Apache Kafka 4.x: The Event Streaming Era Without ZooKeeper
Posted on: 4/26/2026 7:15:51 AM
Table of contents
- 1. KRaft Mode: Goodbye ZooKeeper
- 2. Share Groups: Kafka Gets Queues
- 3. Next-Gen Consumer Rebalance Protocol (KIP-848)
- 4. Eligible Leader Replicas — No More Data Loss During Leader Election
- 5. Kafka Streams 4.2: Dead Letter Queue & Server-Side Rebalance
- 6. Integrating Kafka 4.x with .NET
- 7. Complete Event-Driven Architecture with Kafka 4.x
- 8. Migrating from ZooKeeper to KRaft
- 9. Kafka 4.x vs Other Messaging Systems
- 10. Best Practices for Kafka in Production
- Conclusion
- References
Apache Kafka has just reached the biggest milestone in its history: the complete removal of ZooKeeper. With version 4.0 (March 2025) and 4.2 (February 2026), Kafka doesn't just simplify its architecture — it introduces game-changing features for building event-driven systems. This article dives deep into KRaft mode, Share Groups (Queues), the next-generation Consumer Rebalance Protocol, and how to integrate Kafka 4.x with .NET.
1. KRaft Mode: Goodbye ZooKeeper
For over a decade, ZooKeeper was an indispensable component of every Kafka deployment. It handled metadata management, partition leader election, and cluster configuration storage. But ZooKeeper was also the root cause of countless operational headaches: another distributed system to manage, a partition count ceiling (~200K), and a bottleneck during metadata changes.

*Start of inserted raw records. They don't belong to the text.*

//! Locale support checks against the provider catalog.

use crate::config::ProviderConfig;
use crate::metrics::TranslationMetrics;
use crate::provider;
use std::sync::Arc;
use tracing::{error, info};

/// Answers "can the provider translate into this locale right now?".
///
/// Holds only shared handles; the answer itself is stored by the caller.
#[derive(Debug, Clone)]
pub struct SupportCache {
    client: reqwest::Client,
    config: Arc<ProviderConfig>,
    metrics: Arc<TranslationMetrics>,
}

impl SupportCache {
    /// Share `client`, `config` and `metrics` with the owning service.
    pub fn new(
        client: reqwest::Client,
        config: Arc<ProviderConfig>,
        metrics: Arc<TranslationMetrics>,
    ) -> Self {
        Self {
            client,
            config,
            metrics,
        }
    }

    /// Run a fresh support check for `locale`.
    ///
    /// Fail-closed: an unreachable provider or unreadable catalog means `false`.
    pub async fn refresh(&self, locale: &str) -> bool {
        self.metrics.record_support_check();

        match provider::list_supported_languages(&self.client, &self.config).await {
            Ok(languages) => {
                let supported = languages.contains(locale);
                info!(
                    "Language '{}' is {}supported by the translation service",
                    locale,
                    if supported { "" } else { "not " }
                );
                supported
            }
            Err(e) => {
                self.metrics.record_support_check_failure();
                error!("Error getting supported languages: {:#}", e);
                false
            }
        }
    }
}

KRaft (Kafka Raft) is the solution: Kafka manages its own metadata through the Raft consensus protocol, built directly into the broker. No separate ZooKeeper cluster required. No additional system to operate.
graph LR
subgraph "Kafka < 4.0 (ZooKeeper)"
P1[Producer] --> B1[Broker 1]
P1 --> B2[Broker 2]
P1 --> B3[Broker 3]
B1 --> ZK[ZooKeeper Ensemble]
B2 --> ZK
B3 --> ZK
ZK --> ZK1[ZK Node 1]
ZK --> ZK2[ZK Node 2]
ZK --> ZK3[ZK Node 3]
C1[Consumer] --> B1
C1 --> B2
C1 --> B3
end
style ZK fill:#ff9800,stroke:#e65100,color:#fff
style ZK1 fill:#ffe0b2,stroke:#ff9800,color:#333
style ZK2 fill:#ffe0b2,stroke:#ff9800,color:#333
style ZK3 fill:#ffe0b2,stroke:#ff9800,color:#333
style B1 fill:#e94560,stroke:#fff,color:#fff
style B2 fill:#e94560,stroke:#fff,color:#fff
style B3 fill:#e94560,stroke:#fff,color:#fff
style P1 fill:#2c3e50,stroke:#fff,color:#fff
style C1 fill:#2c3e50,stroke:#fff,color:#fff
Kafka architecture before 4.0: requires a separate ZooKeeper cluster
graph LR
subgraph "Kafka 4.x (KRaft)"
P2[Producer] --> KB1[Broker 1]
P2 --> KB2[Broker 2]
P2 --> KB3[Broker 3]
KB1 ---|Raft Consensus| KB2
KB2 ---|Raft Consensus| KB3
KB3 ---|Raft Consensus| KB1
C2[Consumer] --> KB1
C2 --> KB2
C2 --> KB3
end
style KB1 fill:#4CAF50,stroke:#fff,color:#fff
style KB2 fill:#4CAF50,stroke:#fff,color:#fff
style KB3 fill:#4CAF50,stroke:#fff,color:#fff
style P2 fill:#2c3e50,stroke:#fff,color:#fff
style C2 fill:#2c3e50,stroke:#fff,color:#fff
Kafka 4.x architecture: KRaft built-in, no ZooKeeper needed
Core KRaft improvements
| Criteria | ZooKeeper Mode | KRaft Mode |
|---|---|---|
| Max partitions per cluster | ~200,000 | Millions |
| Cluster startup time | Minutes (depends on ZK) | Seconds |
| Components to operate | Kafka + ZooKeeper | Kafka only |
| Controller failover | Slow (ZK session timeout) | Fast (Raft leader election) |
| Metadata propagation | Async via ZK watchers | Event-driven via metadata log |
| Security model | 2 separate ACL systems | Unified single system |
KRaft Controller vs Broker
In KRaft mode, you can run nodes as controller-only, broker-only, or combined. For large production clusters, it's recommended to separate controller nodes (typically 3 or 5) from broker nodes to ensure metadata management isn't affected by message processing traffic.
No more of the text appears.